■ **Required action**
Although the data below holds other lines too, output only those from the line with "self.todos.ensure_exists()?;" up to and including the line with "let removed = before", exactly as they appear.

■ **Extracted information**
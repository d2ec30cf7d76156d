//! Config command handlers

use std::path::PathBuf;

use anyhow::{bail, Context, Result};

use jot_core::Config;

use crate::output::{Output, OutputFormat};

/// Show current configuration
pub fn show(config_path: Option<&PathBuf>, output: &Output) -> Result<()> {
    let config =
        Config::load_with_cli_override(config_path).context("Failed to load configuration")?;

    match output.format {
        OutputFormat::Json => {
            println!(
                "{}",
                serde_json::json!({
                    "data_dir": config.data_dir,
                    "log_file": config.log_file,
                    "files": {
                        "notes": config.notes_path(),
                        "todos": config.todos_path(),
                        "ideas": config.ideas_path()
                    }
                })
            );
        }
        OutputFormat::Quiet => {
            println!("{}", config.data_dir.display());
        }
        OutputFormat::Human => {
            let effective_path = config_path
                .cloned()
                .unwrap_or_else(Config::config_file_path);
            println!("Configuration:");
            println!("  data_dir: {}", config.data_dir.display());
            println!(
                "  log_file: {}",
                config
                    .log_file
                    .as_ref()
                    .map(|p| p.display().to_string())
                    .unwrap_or_else(|| "(not set)".to_string())
            );
            println!();
            println!("Config file: {}", effective_path.display());
        }
    }

    Ok(())
}

/// Set a configuration value
pub fn set(
    key: String,
    value: String,
    config_path: Option<&PathBuf>,
    output: &Output,
) -> Result<()> {
    let mut config =
        Config::load_with_cli_override(config_path).context("Failed to load configuration")?;

    apply(&mut config, &key, &value)?;

    let save_path = config_path
        .cloned()
        .unwrap_or_else(Config::config_file_path);
    config
        .save_to_path(&save_path)
        .context("Failed to save configuration")?;

    output.success(&format!("Set {} = {}", key, value));

    Ok(())
}

fn apply(config: &mut Config, key: &str, value: &str) -> Result<()> {
    match key {
        "data_dir" => {
            if value.is_empty() {
                bail!("data_dir cannot be empty");
            }
            config.data_dir = value.into();
        }
        "log_file" => {
            config.log_file = if value.is_empty() || value == "none" {
                None
            } else {
                Some(value.into())
            };
        }
        _ => {
            bail!(
                "Unknown configuration key: '{}'\n\
                 Valid keys: data_dir, log_file",
                key
            );
        }
    }
    Ok(())
}

#[cfg(test)]
mod tests {
    use super::*;
    use tempfile::TempDir;

    #[test]
    fn test_apply_known_keys() {
        let mut config = Config::with_data_dir("/old");

        apply(&mut config, "data_dir", "/new").unwrap();
        assert_eq!(config.data_dir, PathBuf::from("/new"));

        apply(&mut config, "log_file", "/tmp/jot.log").unwrap();
        assert_eq!(config.log_file, Some(PathBuf::from("/tmp/jot.log")));

        apply(&mut config, "log_file", "none").unwrap();
        assert!(config.log_file.is_none());
    }

    #[test]
    fn test_apply_rejects_unknown_key() {
        let mut config = Config::with_data_dir("/old");
        let err = apply(&mut config, "color", "on").unwrap_err();
        assert!(err.to_string().contains("Unknown configuration key"));
    }

    #[test]
    fn test_apply_rejects_empty_data_dir() {
        let mut config = Config::with_data_dir("/old");
        assert!(apply(&mut config, "data_dir", "").is_err());
        assert_eq!(config.data_dir, PathBuf::from("/old"));
    }

    #[test]
    fn test_set_writes_given_config_file() {
        let temp_dir = TempDir::new().unwrap();
        let path = temp_dir.path().join("jot").join("config.toml");
        let output = Output::new(OutputFormat::Quiet);

        set(
            "log_file".to_string(),
            "/tmp/jot-test.log".to_string(),
            Some(&path),
            &output,
        )
        .unwrap();

        let content = std::fs::read_to_string(&path).unwrap();
        assert!(content.contains("log_file"));
        assert!(content.contains("/tmp/jot-test.log"));
    }
}
//! Todo command handlers

use anyhow::{Context, Result};

use jot_core::{query, Priority, Store};

use crate::output::{numbered, Output};

use super::text_or_prompt;

/// Create a new todo
pub fn add(store: &Store, words: Vec<String>, priority: Priority, output: &Output) -> Result<()> {
    let task = text_or_prompt(words, "Task")?;
    let todo = store
        .add_todo(&task, priority)
        .context("Failed to add todo")?;
    output.record_success(&format!("Added {} priority todo", todo.priority), &todo);
    Ok(())
}

/// List todos; completed ones are hidden unless `all` is set
pub fn list(store: &Store, all: bool, priority: Option<Priority>, output: &Output) -> Result<()> {
    let todos = store.load_todos();
    let mut shown = if all {
        todos.clone()
    } else {
        query::filter_undone(&todos)
    };
    if let Some(p) = priority {
        shown = query::filter_by_priority(&shown, p);
    }

    output.print_todos(&numbered(&todos, &shown));
    Ok(())
}

/// Mark a todo as done
pub fn done(store: &Store, reference: String, output: &Output) -> Result<()> {
    let todo = store.complete_todo(&reference)?;
    output.record_success("Completed", &todo);
    Ok(())
}

/// Reopen a completed todo
pub fn undo(store: &Store, reference: String, output: &Output) -> Result<()> {
    let todo = store.reopen_todo(&reference)?;
    output.record_success("Reopened", &todo);
    Ok(())
}

/// Delete a todo
pub fn remove(store: &Store, reference: String, output: &Output) -> Result<()> {
    let todo = store.remove_todo(&reference)?;
    output.record_success("Removed todo", &todo);
    Ok(())
}

/// Search todo text, including completed todos
pub fn search(store: &Store, text: String, output: &Output) -> Result<()> {
    let todos = store.load_todos();
    let found = query::filter_by_text(&todos, &text);
    output.print_todos(&numbered(&todos, &found));
    Ok(())
}

/// Remove all completed todos
pub fn clear_done(store: &Store, output: &Output) -> Result<()> {
    let removed = store.clear_completed_todos()?;
    if removed == 0 {
        output.message("No completed todos to clear.");
    } else {
        output.success(&format!("Cleared {} completed todo(s)", removed));
    }
    Ok(())
}
//! Unified storage interface
//!
//! The `Store` owns the paths of the three collection files and runs each
//! command as one load, mutate, save cycle. It keeps no records between
//! calls, so every operation sees what is on disk right now.
//!
//! ## Usage
//!
//! ```ignore
//! let store = Store::open(Config::load()?)?;  // Creates missing files
//!
//! let note = store.add_note("Call the plumber #home")?;
//! let todos = store.load_todos();
//! store.complete_todo("1")?;
//! ```
//!
//! Two processes saving the same file at once race; the last writer wins.

use serde::{Deserialize, Serialize};
use tracing::{debug, info};

use crate::config::Config;
use crate::error::{Error, Result};
use crate::id::generate_unique_id;
use crate::models::{Idea, IdeaStatus, Note, Priority, Record, Todo};
use crate::query::{self, resolve};
use crate::storage::{JsonCollection, StorageError, StorageResult};

/// The three record collections
#[derive(Debug, Clone, Copy, PartialEq, Eq)]
pub enum Collection {
    Notes,
    Todos,
    Ideas,
}

impl Collection {
    pub const ALL: [Collection; 3] = [Collection::Notes, Collection::Todos, Collection::Ideas];

    pub fn name(&self) -> &'static str {
        match self {
            Collection::Notes => "notes",
            Collection::Todos => "todos",
            Collection::Ideas => "ideas",
        }
    }
}

/// Counts shown by `jot stats`
#[derive(Debug, Clone, Default, PartialEq, Eq, Serialize, Deserialize)]
pub struct Stats {
    pub notes: NoteStats,
    pub todos: TodoStats,
    pub ideas: IdeaStats,
}

#[derive(Debug, Clone, Default, PartialEq, Eq, Serialize, Deserialize)]
pub struct NoteStats {
    pub total: usize,
    pub tags: usize,
}

#[derive(Debug, Clone, Default, PartialEq, Eq, Serialize, Deserialize)]
pub struct TodoStats {
    pub total: usize,
    pub done: usize,
    pub pending: usize,
    pub pending_high: usize,
    pub pending_medium: usize,
    pub pending_low: usize,
}

#[derive(Debug, Clone, Default, PartialEq, Eq, Serialize, Deserialize)]
pub struct IdeaStats {
    pub total: usize,
    pub new: usize,
    pub wip: usize,
    pub done: usize,
    pub archived: usize,
    pub votes: u64,
}

/// Storage interface for notes, todos and ideas
#[derive(Debug)]
pub struct Store {
    notes: JsonCollection<Note>,
    todos: JsonCollection<Todo>,
    ideas: JsonCollection<Idea>,
    config: Config,
}

impl Store {
    /// Open the store, creating the data directory and any missing files
    pub fn open(config: Config) -> StorageResult<Self> {
        let store = Self::new(config);
        store.init()?;
        Ok(store)
    }

    /// Build a store without touching the filesystem
    pub fn new(config: Config) -> Self {
        Self {
            notes: JsonCollection::new(config.notes_path()),
            todos: JsonCollection::new(config.todos_path()),
            ideas: JsonCollection::new(config.ideas_path()),
            config,
        }
    }

    /// Ensure the data directory and all three files exist
    ///
    /// Safe to call on every start; existing files are left alone.
    pub fn init(&self) -> StorageResult<()> {
        let dir = &self.config.data_dir;
        if !dir.exists() {
            std::fs::create_dir_all(dir).map_err(|source| StorageError::CreateDir {
                path: dir.clone(),
                source,
            })?;
            info!("Created data directory {:?}", dir);
        }

        self.notes.ensure_exists()?;
        self.todos.ensure_exists()?;
        self.ideas.ensure_exists()?;
        Ok(())
    }

    pub fn config(&self) -> &Config {
        &self.config
    }

    // ==================== Note Operations ====================

    pub fn load_notes(&self) -> Vec<Note> {
        self.notes.load()
    }

    /// Add a note to the front of the list
    pub fn add_note(&self, content: &str) -> Result<Note> {
        let content = require_text(content, "Note")?;
        let mut notes = self.notes.load();
        let note = Note::new(generate_unique_id(ids(&notes)), content);
        notes.insert(0, note.clone());
        self.notes.save(&notes)?;
        debug!("Added note {} with tags {:?}", note.id, note.tags);
        Ok(note)
    }

    pub fn remove_note(&self, reference: &str) -> Result<Note> {
        remove(&self.notes, reference, "note")
    }

    // ==================== Todo Operations ====================

    pub fn load_todos(&self) -> Vec<Todo> {
        self.todos.load()
    }

    pub fn add_todo(&self, task: &str, priority: Priority) -> Result<Todo> {
        let task = require_text(task, "Todo")?;
        let mut todos = self.todos.load();
        let todo = Todo::new(generate_unique_id(ids(&todos)), task, priority);
        todos.insert(0, todo.clone());
        self.todos.save(&todos)?;
        debug!("Added todo {} ({})", todo.id, todo.priority);
        Ok(todo)
    }

    pub fn complete_todo(&self, reference: &str) -> Result<Todo> {
        update(&self.todos, reference, "todo", Todo::complete)
    }

    pub fn reopen_todo(&self, reference: &str) -> Result<Todo> {
        update(&self.todos, reference, "todo", Todo::reopen)
    }

    pub fn remove_todo(&self, reference: &str) -> Result<Todo> {
        remove(&self.todos, reference, "todo")
    }

    /// Drop every completed todo, returning how many were removed
    pub fn clear_completed_todos(&self) -> Result<usize> {
        let todos = self.todos.load();
        let before = todos.len();
        let remaining = query::filter_undone(&todos);
        let removed = before - remaining.len();
        if removed > 0 {
            self.todos.save(&remaining)?;
        }
        Ok(removed)
    }

    // ==================== Idea Operations ====================

    pub fn load_ideas(&self) -> Vec<Idea> {
        self.ideas.load()
    }

    pub fn add_idea(&self, content: &str) -> Result<Idea> {
        let content = require_text(content, "Idea")?;
        let mut ideas = self.ideas.load();
        let idea = Idea::new(generate_unique_id(ids(&ideas)), content);
        ideas.insert(0, idea.clone());
        self.ideas.save(&ideas)?;
        debug!("Added idea {}", idea.id);
        Ok(idea)
    }

    pub fn upvote_idea(&self, reference: &str) -> Result<Idea> {
        update(&self.ideas, reference, "idea", Idea::upvote)
    }

    pub fn set_idea_status(&self, reference: &str, status: IdeaStatus) -> Result<Idea> {
        update(&self.ideas, reference, "idea", |idea| idea.status = status)
    }

    pub fn remove_idea(&self, reference: &str) -> Result<Idea> {
        remove(&self.ideas, reference, "idea")
    }

    // ==================== Collection Operations ====================

    /// Empty a whole collection, returning how many records it held
    pub fn clear(&self, collection: Collection) -> Result<usize> {
        let removed = match collection {
            Collection::Notes => clear_all(&self.notes)?,
            Collection::Todos => clear_all(&self.todos)?,
            Collection::Ideas => clear_all(&self.ideas)?,
        };
        info!("Cleared {} record(s) from {}", removed, collection.name());
        Ok(removed)
    }

    pub fn stats(&self) -> Stats {
        let notes = self.notes.load();
        let todos = self.todos.load();
        let ideas = self.ideas.load();

        let pending = query::filter_undone(&todos);
        let pending_with = |p: Priority| pending.iter().filter(|t| t.priority == p).count();
        let ideas_with = |s: IdeaStatus| ideas.iter().filter(|i| i.status == s).count();

        Stats {
            notes: NoteStats {
                total: notes.len(),
                tags: query::tag_counts(&notes).len(),
            },
            todos: TodoStats {
                total: todos.len(),
                done: todos.len() - pending.len(),
                pending: pending.len(),
                pending_high: pending_with(Priority::High),
                pending_medium: pending_with(Priority::Medium),
                pending_low: pending_with(Priority::Low),
            },
            ideas: IdeaStats {
                total: ideas.len(),
                new: ideas_with(IdeaStatus::New),
                wip: ideas_with(IdeaStatus::Wip),
                done: ideas_with(IdeaStatus::Done),
                archived: ideas_with(IdeaStatus::Archived),
                votes: ideas.iter().map(|i| u64::from(i.votes())).sum(),
            },
        }
    }
}

fn require_text<'a>(text: &'a str, kind: &'static str) -> Result<&'a str> {
    let text = text.trim();
    if text.is_empty() {
        return Err(Error::EmptyText { kind });
    }
    Ok(text)
}

fn ids<R: Record>(records: &[R]) -> impl Iterator<Item = &str> + Clone {
    records.iter().map(|r| r.id())
}

/// Resolve, apply `f`, then save. Nothing is written if resolving fails.
fn update<R, F>(
    collection: &JsonCollection<R>,
    reference: &str,
    kind: &'static str,
    f: F,
) -> Result<R>
where
    R: Record + Clone + Serialize + serde::de::DeserializeOwned,
    F: FnOnce(&mut R),
{
    let mut records = collection.load();
    let index = resolve(&records, reference, kind)?;
    f(&mut records[index]);
    let updated = records[index].clone();
    collection.save(&records)?;
    Ok(updated)
}

fn remove<R>(collection: &JsonCollection<R>, reference: &str, kind: &'static str) -> Result<R>
where
    R: Record + Serialize + serde::de::DeserializeOwned,
{
    let mut records = collection.load();
    let index = resolve(&records, reference, kind)?;
    let removed = records.remove(index);
    collection.save(&records)?;
    debug!("Removed {} {}", kind, removed.id());
    Ok(removed)
}

fn clear_all<R>(collection: &JsonCollection<R>) -> Result<usize>
where
    R: Serialize + serde::de::DeserializeOwned,
{
    let count = collection.load().len();
    collection.save(&[])?;
    Ok(count)
}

■ **Task output**
        self.todos.ensure_exists()?;
        self.ideas.ensure_exists()?;
        Ok(())
    }

    pub fn config(&self) -> &Config {
        &self.config
    }

    // ==================== Note Operations ====================

    pub fn load_notes(&self) -> Vec<Note> {
        self.notes.load()
    }

    /// Add a note to the front of the list
    pub fn add_note(&self, content: &str) -> Result<Note> {
        let content = require_text(content, "Note")?;
        let mut notes = self.notes.load();
        let note = Note::new(generate_unique_id(ids(&notes)), content);
        notes.insert(0, note.clone());
        self.notes.save(&notes)?;
        debug!("Added note {} with tags {:?}", note.id, note.tags);
        Ok(note)
    }

    pub fn remove_note(&self, reference: &str) -> Result<Note> {
        remove(&self.notes, reference, "note")
    }

    // ==================== Todo Operations ====================

    pub fn load_todos(&self) -> Vec<Todo> {
        self.todos.load()
    }

    pub fn add_todo(&self, task: &str, priority: Priority) -> Result<Todo> {
        let task = require_text(task, "Todo")?;
        let mut todos = self.todos.load();
        let todo = Todo::new(generate_unique_id(ids(&todos)), task, priority);
        todos.insert(0, todo.clone());
        self.todos.save(&todos)?;
        debug!("Added todo {} ({})", todo.id, todo.priority);
        Ok(todo)
    }

    pub fn complete_todo(&self, reference: &str) -> Result<Todo> {
        update(&self.todos, reference, "todo", Todo::complete)
    }

    pub fn reopen_todo(&self, reference: &str) -> Result<Todo> {
        update(&self.todos, reference, "todo", Todo::reopen)
    }

    pub fn remove_todo(&self, reference: &str) -> Result<Todo> {
        remove(&self.todos, reference, "todo")
    }

    /// Drop every completed todo, returning how many were removed
    pub fn clear_completed_todos(&self) -> Result<usize> {
        let todos = self.todos.load();
        let before = todos.len();
        let remaining = query::filter_undone(&todos);
        let removed = before - remaining.len();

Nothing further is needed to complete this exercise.